use crate::domain::model::UnresolvedPolicy;
use crate::utils::error::{EtlError, FileOperation, Result};
use crate::utils::validation::{self, Validate};
use regex::Regex;
use serde::{Deserialize, Serialize};
use std::path::{Path, PathBuf};

/// Optional TOML file holding defaults that the command line can override.
#[derive(Debug, Clone, Default, Serialize, Deserialize)]
#[serde(default, deny_unknown_fields)]
pub struct FileConfig {
    pub source: SourceConfig,
    pub transform: TransformConfig,
    pub output: OutputConfig,
    pub monitoring: MonitoringConfig,
}

#[derive(Debug, Clone, Default, Serialize, Deserialize)]
#[serde(default, deny_unknown_fields)]
pub struct SourceConfig {
    pub database_url: Option<String>,
    pub user_agent: Option<String>,
    pub timeout_seconds: Option<u64>,
    pub delimiter: Option<String>,
}

#[derive(Debug, Clone, Default, Serialize, Deserialize)]
#[serde(default, deny_unknown_fields)]
pub struct TransformConfig {
    pub unresolved_reference: Option<UnresolvedPolicy>,
}

#[derive(Debug, Clone, Default, Serialize, Deserialize)]
#[serde(default, deny_unknown_fields)]
pub struct OutputConfig {
    pub summary_path: Option<PathBuf>,
}

#[derive(Debug, Clone, Default, Serialize, Deserialize)]
#[serde(default, deny_unknown_fields)]
pub struct MonitoringConfig {
    pub enabled: bool,
}

impl FileConfig {
    /// 從 TOML 檔案載入配置
    pub fn from_file<P: AsRef<Path>>(path: P) -> Result<Self> {
        let path = path.as_ref();
        let content =
            std::fs::read_to_string(path).map_err(|source| EtlError::FileAccessError {
                operation: FileOperation::Read,
                path: path.display().to_string(),
                source,
            })?;
        Self::from_toml_str(&content)
    }

    pub fn from_toml_str(content: &str) -> Result<Self> {
        let processed_content = Self::substitute_env_vars(content)?;

        toml::from_str(&processed_content).map_err(|e| EtlError::ConfigValidationError {
            field: "toml_parsing".to_string(),
            message: format!("TOML parsing error: {}", e),
        })
    }

    /// Replaces `${VAR}` with the environment value; unset variables are left as-is.
    fn substitute_env_vars(content: &str) -> Result<String> {
        let re = Regex::new(r"\$\{([^}]+)\}").map_err(|e| EtlError::ConfigError {
            message: format!("invalid substitution pattern: {}", e),
        })?;

        let result = re.replace_all(content, |caps: &regex::Captures| {
            let var_name = &caps[1];
            std::env::var(var_name).unwrap_or_else(|_| format!("${{{}}}", var_name))
        });

        Ok(result.to_string())
    }
}

impl Validate for FileConfig {
    fn validate(&self) -> Result<()> {
        if let Some(url) = &self.source.database_url {
            validation::validate_url("source.database_url", url)?;
        }
        if let Some(user_agent) = &self.source.user_agent {
            validation::validate_non_empty_string("source.user_agent", user_agent)?;
        }
        if let Some(timeout) = self.source.timeout_seconds {
            validation::validate_positive_number("source.timeout_seconds", timeout, 1)?;
        }
        if let Some(delimiter) = &self.source.delimiter {
            validation::parse_delimiter("source.delimiter", delimiter)?;
        }
        if let Some(path) = &self.output.summary_path {
            validation::validate_path("output.summary_path", &path.to_string_lossy())?;
        }
        Ok(())
    }
}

Task brief
Beginning with the line containing "if let Some(url)" in the material above, copy every line exactly until you have copied the line containing "if let Some(user_agent)".

Task result
        if let Some(url) = &self.source.database_url {
            validation::validate_url("source.database_url", url)?;
        }
        if let Some(user_agent) = &self.source.user_agent {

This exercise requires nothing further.